#### Work task:
Copy each line of the entries that includes the word "which".

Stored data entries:
※

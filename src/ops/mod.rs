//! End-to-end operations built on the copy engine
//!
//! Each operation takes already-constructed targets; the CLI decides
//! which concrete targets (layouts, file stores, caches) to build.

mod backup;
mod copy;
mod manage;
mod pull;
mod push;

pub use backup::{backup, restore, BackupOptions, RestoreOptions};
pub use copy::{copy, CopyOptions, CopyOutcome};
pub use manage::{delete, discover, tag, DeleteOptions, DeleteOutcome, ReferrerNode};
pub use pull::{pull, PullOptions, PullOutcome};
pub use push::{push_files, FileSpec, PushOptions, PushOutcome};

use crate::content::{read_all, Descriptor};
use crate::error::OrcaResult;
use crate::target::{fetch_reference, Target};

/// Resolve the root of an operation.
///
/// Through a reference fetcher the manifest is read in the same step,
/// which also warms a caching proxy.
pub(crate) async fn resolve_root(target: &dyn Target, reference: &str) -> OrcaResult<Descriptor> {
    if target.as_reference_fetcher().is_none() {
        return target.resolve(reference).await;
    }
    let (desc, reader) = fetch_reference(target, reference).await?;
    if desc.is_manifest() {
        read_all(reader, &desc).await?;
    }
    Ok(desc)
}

※

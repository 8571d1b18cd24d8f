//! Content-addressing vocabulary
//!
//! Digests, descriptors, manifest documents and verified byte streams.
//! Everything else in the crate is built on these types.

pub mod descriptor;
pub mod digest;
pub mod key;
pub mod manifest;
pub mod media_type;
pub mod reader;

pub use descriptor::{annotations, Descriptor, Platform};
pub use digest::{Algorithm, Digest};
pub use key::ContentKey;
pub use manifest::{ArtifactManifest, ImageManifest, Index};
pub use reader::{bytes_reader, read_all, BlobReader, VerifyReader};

※

#### Solution to this exercise:
//! which concrete targets (layouts, file stores, caches) to build.
/// which also warms a caching proxy.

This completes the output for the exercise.